The second installment of the 2017 “IT” series was released to the public on Sept. 6. “IT Chapter Two” continues the story of the losers’ club 27 years after the defeat of the evil clown Pennywise. 

    Since leaving the small town of Derry, Maine, the childhood friends Beverly Marsh (Jessica Chastain), Bill Denbrough (James McAvoy), Richie Tozier (Bill Hader), Mike Hanlon (Isaiah Mustafa), Eddie Kaspbrak (James Ransone), Ben Hanscom (Jay Ryan) and Stanley Uris (Andy Bean) have been plagued with fear from their previous encounters with the town clown. Now in their late thirties, the Losers have lost the majority of the childhood memories and are unsure of why they have to face the trauma that surrounds their lives.

    Mike Hanlon makes the fateful calls to round up the club once Pennywise resurfaces in Denny, ripping the heart out of a young man’s chest near the town carnival. Interrupting their mostly normal adult lives, the crew one by one meets with Mike, the only one to never leave the small town, at a restaurant in Derry. Initially reluctant to fight and risk their lives against Pennywise again, they are eventually convinced to stay and end the death cycle that Pennywise has created. The Loser’s club must then go on a nostalgic journey filled with childhood memories in order to find childhood tokens that will be used in a ritual against so that Pennywise can finally be killed once and for all. Once all of the token’s are collected, the gang must then go on another journey that is plagued with jump scares, near death experiences and creepy supernatural characters. 

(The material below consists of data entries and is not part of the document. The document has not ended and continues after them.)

impl SyncController {
    pub fn new() -> Self {
        Self::default()
    }

    pub fn session(&self) -> &PlaybackSession {
        &self.session
    }

    pub fn state(&self) -> SessionState {
        self.session.state
    }

    /// Latest generation; bumped by every selection and reset
    pub fn generation(&self) -> u64 {
        self.generation
    }

    pub fn active_challenge_id(&self) -> Option<&ChallengeId> {
        self.session.active_challenge_id.as_ref()
    }

    /// Whether the backend no longer holds the session's track
    pub fn track_replaced(&self) -> bool {
        self.track_replaced
    }

    /// Now-playing view for card selectors
    pub fn now_playing(&self) -> Option<NowPlaying> {
        self.session
            .active_challenge_id
            .as_ref()
            .map(|challenge_id| NowPlaying {
                challenge_id: challenge_id.clone(),
                is_playing: self.session.state == SessionState::Playing,
            })
    }

    // ===== Selection =====

    /// Start a new session for a challenge
    ///
    /// Allowed from any state. Any work still in flight for the previous
    /// session becomes stale.
    pub fn select(&mut self, store: &ChallengeStore, challenge_id: &str) -> Result<LoadTicket> {
        let challenge = store
            .get(challenge_id)
            .ok_or_else(|| StateError::UnknownChallenge(ChallengeId::from(challenge_id)))?;

        self.generation += 1;
        self.track_replaced = false;
        self.session = PlaybackSession {
            active_challenge_id: Some(challenge.id.clone()),
            generation: self.generation,
            position_seconds: 0.0,
            duration_seconds: challenge.duration_seconds,
            is_playing: false,
            state: SessionState::Loading,
        };

        info!(challenge_id, generation = self.generation, "Session started");
        self.pending_events.push(SyncEvent::SessionStarted {
            challenge_id: challenge.id.clone(),
            generation: self.generation,
        });
        self.emit_state_changed();

        Ok(LoadTicket {
            generation: self.generation,
            track: Track::from(challenge),
        })
    }

    /// Apply the outcome of the load started by [`select`](Self::select)
    pub fn resolve_load(
        &mut self,
        generation: u64,
        outcome: std::result::Result<(), PlaybackError>,
    ) -> Result<()> {
        self.check_generation(generation)?;
        self.expect_state(&[SessionState::Loading], "finish loading")?;

        match outcome {
            Ok(()) => {
                self.set_state(SessionState::Ready);
                Ok(())
            }
            Err(e) => {
                self.session = PlaybackSession {
                    generation: self.generation,
                    ..PlaybackSession::default()
                };
                self.emit_error(&e);
                self.emit_state_changed();
                Err(e.into())
            }
        }
    }

    // ===== Transport =====

    /// Check that play is allowed, returning the generation to tag it with
    pub fn begin_play(&self) -> Result<u64> {
        self.expect_state(&[SessionState::Ready, SessionState::Paused], "play")?;
        if self.track_replaced {
            return Err(StateError::InvalidTransition {
                state: self.session.state,
                action: "resume a replaced track",
            }
            .into());
        }
        Ok(self.generation)
    }

    pub fn resolve_play(
        &mut self,
        generation: u64,
        outcome: std::result::Result<(), PlaybackError>,
    ) -> Result<()> {
        self.check_generation(generation)?;
        match outcome {
            Ok(()) => {
                self.session.is_playing = true;
                self.set_state(SessionState::Playing);
                Ok(())
            }
            Err(e) => {
                self.session.is_playing = false;
                self.emit_error(&e);
                Err(e.into())
            }
        }
    }

    /// Check that pause is allowed, returning the generation to tag it with
    ///
    /// A completed session can still be paused while the backend keeps
    /// playing its track.
    pub fn begin_pause(&self) -> Result<u64> {
        if self.session.state == SessionState::Completed && self.session.is_playing {
            return Ok(self.generation);
        }
        self.expect_state(&[SessionState::Playing], "pause")?;
        Ok(self.generation)
    }

    pub fn resolve_pause(
        &mut self,
        generation: u64,
        outcome: std::result::Result<(), PlaybackError>,
    ) -> Result<()> {
        self.check_generation(generation)?;
        match outcome {
            Ok(()) => {
                self.session.is_playing = false;
                if self.session.state == SessionState::Playing {
                    self.set_state(SessionState::Paused);
                }
                Ok(())
            }
            Err(e) => {
                self.emit_error(&e);
                Err(e.into())
            }
        }
    }

    /// Check that seek is allowed, returning the generation to tag it with
    pub fn begin_seek(&self) -> Result<u64> {
        self.expect_state(
            &[SessionState::Ready, SessionState::Playing, SessionState::Paused],
            "seek",
        )?;
        Ok(self.generation)
    }

    /// Apply a seek outcome; the clamped target counts as a sample
    pub fn resolve_seek(
        &mut self,
        store: &mut ChallengeStore,
        generation: u64,
        outcome: std::result::Result<f64, PlaybackError>,
    ) -> Result<Option<ProgressCommit>> {
        self.check_generation(generation)?;
        match outcome {
            Ok(target) => {
                let duration = self.session.duration_seconds;
                self.apply_sample(store, target, duration)
            }
            Err(e) => {
                self.emit_error(&e);
                Err(e.into())
            }
        }
    }

    // ===== Telemetry =====

    /// Apply a telemetry sample
    ///
    /// Samples only count while playing. Samples from a superseded session
    /// are rejected; samples for another track or from an unavailable
    /// backend are ignored.
    pub fn on_telemetry(
        &mut self,
        store: &mut ChallengeStore,
        telemetry: &TaggedTelemetry,
    ) -> Result<Option<ProgressCommit>> {
        self.check_generation(telemetry.generation)?;

        if self.session.state != SessionState::Playing || self.track_replaced {
            return Ok(None);
        }

        let sample = &telemetry.sample;
        if !sample.available {
            debug!("Holding last known progress while telemetry is unavailable");
            return Ok(None);
        }

        if let Some(track_id) = &sample.track_id {
            if self.session.active_challenge_id.as_ref() != Some(track_id) {
                debug!(%track_id, "Ignoring telemetry for inactive track");
                return Ok(None);
            }
        }

        self.apply_sample(store, sample.position_seconds, sample.duration_seconds)
    }

    /// The backend played the active track to its end
    ///
    /// `generation` is the session the notification was observed under.
    pub fn on_track_ended(
        &mut self,
        store: &mut ChallengeStore,
        generation: u64,
        track_id: &ChallengeId,
    ) -> Result<Option<ProgressCommit>> {
        self.check_generation(generation)?;
        if self.track_replaced || self.session.active_challenge_id.as_ref() != Some(track_id) {
            return Ok(None);
        }
        if !matches!(
            self.session.state,
            SessionState::Playing | SessionState::Paused
        ) {
            return Ok(None);
        }

        let duration = self.session.duration_seconds;
        self.apply_sample(store, duration, duration)
    }

    /// The backend started or stopped playing on its own
    pub fn on_backend_playing(&mut self, generation: u64, playing: bool) -> Result<()> {
        self.check_generation(generation)?;
        match (self.session.state, playing) {
            (SessionState::Playing, false) => {
                self.session.is_playing = false;
                self.set_state(SessionState::Paused);
            }
            (SessionState::Ready | SessionState::Paused, true) if !self.track_replaced => {
                self.session.is_playing = true;
                self.set_state(SessionState::Playing);
            }
            (SessionState::Completed, playing) => self.session.is_playing = playing,
            _ => {}
        }
        Ok(())
    }

    /// The backend switched its active track
    ///
    /// Moving off the session's track stops the session from earning
    /// progress: a playing session is paused and later samples and track-end
    /// notifications are ignored until the challenge is played again.
    pub fn on_active_track_changed(
        &mut self,
        generation: u64,
        track_id: Option<&ChallengeId>,
    ) -> Result<()> {
        self.check_generation(generation)?;
        if track_id == self.session.active_challenge_id.as_ref() {
            self.track_replaced = false;
            return Ok(());
        }
        if !matches!(
            self.session.state,
            SessionState::Ready | SessionState::Playing | SessionState::Paused
        ) {
            return Ok(());
        }

        info!(?track_id, "Backend moved off the session track");
        self.track_replaced = true;
        if self.session.state == SessionState::Playing {
            self.session.is_playing = false;
            self.set_state(SessionState::Paused);
        }
        Ok(())
    }

    /// End the session and invalidate in-flight work
    pub fn reset(&mut self) {
        self.generation += 1;
        self.track_replaced = false;
        self.session = PlaybackSession {
            generation: self.generation,
            ..PlaybackSession::default()
        };
        self.emit_state_changed();
    }

    // ===== Events =====

    /// Take all events emitted since the last drain
    pub fn drain_events(&mut self) -> Vec<SyncEvent> {
        std::mem::take(&mut self.pending_events)
    }

    // ===== Internals =====

    fn apply_sample(
        &mut self,
        store: &mut ChallengeStore,
        position_seconds: f64,
        duration_seconds: f64,
    ) -> Result<Option<ProgressCommit>> {
        let challenge_id = self
            .session
            .active_challenge_id
            .clone()
            .ok_or(StateError::NoActiveSession)?;

        if position_seconds.is_finite() {
            self.session.position_seconds = position_seconds;
        }
        if duration_seconds.is_finite() && duration_seconds > 0.0 {
            self.session.duration_seconds = duration_seconds;
        }
        self.pending_events.push(SyncEvent::PositionUpdated {
            position_seconds: self.session.position_seconds,
            duration_seconds: self.session.duration_seconds,
        });

        let challenge = store
            .get(challenge_id.as_str())
            .ok_or_else(|| CoreError::not_found(challenge_id.clone()))?;
        let points = challenge.points;
        let progress = compute_progress(challenge, position_seconds, duration_seconds);
        let change = store.apply_progress(challenge_id.as_str(), progress)?;

        let commit = if change.is_changed() {
            self.pending_events.push(SyncEvent::ProgressUpdated {
                challenge_id: challenge_id.clone(),
                progress: change.current.progress,
            });

            let newly_completed = change.newly_completed();
            if newly_completed {
                info!(%challenge_id, points, "Challenge completed");
                self.pending_events.push(SyncEvent::ChallengeCompleted {
                    challenge_id: challenge_id.clone(),
                    points_awarded: points,
                });
            }
            self.pending_events
                .push(SyncEvent::stats_changed(&select_user_stats(store)));

            Some(ProgressCommit {
                challenge_id,
                record: change.current,
                newly_completed,
                points_awarded: if newly_completed { points } else { 0 },
            })
        } else {
            None
        };

        if progress >= MAX_PROGRESS && self.session.state != SessionState::Completed {
            self.set_state(SessionState::Completed);
        }

        Ok(commit)
    }

    fn check_generation(&self, generation: u64) -> std::result::Result<(), StateError> {
        if generation == self.generation {
            Ok(())
        } else {
            debug!(
                received = generation,
                current = self.generation,
                "Discarding stale resolution"
            );
            Err(StateError::StaleGeneration {
                current: self.generation,
                received: generation,
            })
        }
    }

    fn expect_state(
        &self,
        allowed: &[SessionState],
        action: &'static str,
    ) -> std::result::Result<(), StateError> {
        let state = self.session.state;
        if allowed.contains(&state) {
            Ok(())
        } else if state == SessionState::Idle {
            Err(StateError::NoActiveSession)
        } else {
            Err(StateError::InvalidTransition { state, action })
        }
    }

    fn set_state(&mut self, state: SessionState) {
        if self.session.state != state {
            self.session.state = state;
            self.emit_state_changed();
        }
    }

    fn emit_state_changed(&mut self) {
        self.pending_events.push(SyncEvent::StateChanged {
            state: self.session.state,
        });
    }

    fn emit_error(&mut self, error: &PlaybackError) {
        self.pending_events.push(SyncEvent::Error {
            report: ErrorReport::from(error.clone()),
        });
    }
}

    The tokens that the Losers must collect are tied to horrific childhood events that affected their adult lives. Billy is still haunted by his brother Georgie’s death, Beverly cannot escape the shadow of her abusive father and Ben feels like he is incapable of being loved. Although there are jump scares here and there, the tokens serve as more of a reminder of what each character had to go through during the first movie. However, the constant flashbacks soon came across to be time fillers rather than key plot moments, as less time is spent with their adult-selves. 

    “IT Chapter Two” had a run time of two hours and forty five minutes, and at times it felt like more than that. The series of vignettes and the many side plots took away from the main stories, making the movie’s lack of structure rather obvious to viewers. While some characters were mildly well developed during its nearly three hour screen time, some characters, like Mike, were disappointingly underdone. For the most part, nothing new is learned about the Losers that viewers had not previously learned in Chapter One and after awhile the formulaic structure of this “horror” movie is apparent. 

    In some acts of the movie, there is a dramatically uneven ratio of comedy to horror and it even becomes more of an epic drama than a horror story. Beginning as creepy, the movie then turns to a CG fest, focusing more on making big monsters and neglecting the personality filled terrors of Skarsgard’s performance. Richie serves most of the comedy that is in the film as he delivers humorous dialogue in both casual interactions and during created tension, often breaking up the darkness that consumes Derry and those who inhabit it. Although the movie was entertaining because of its comedy and jump scares, at some points the movie felt unnecessarily long, as there were times where the story of the Losers and Pennywise could have been wrapped up.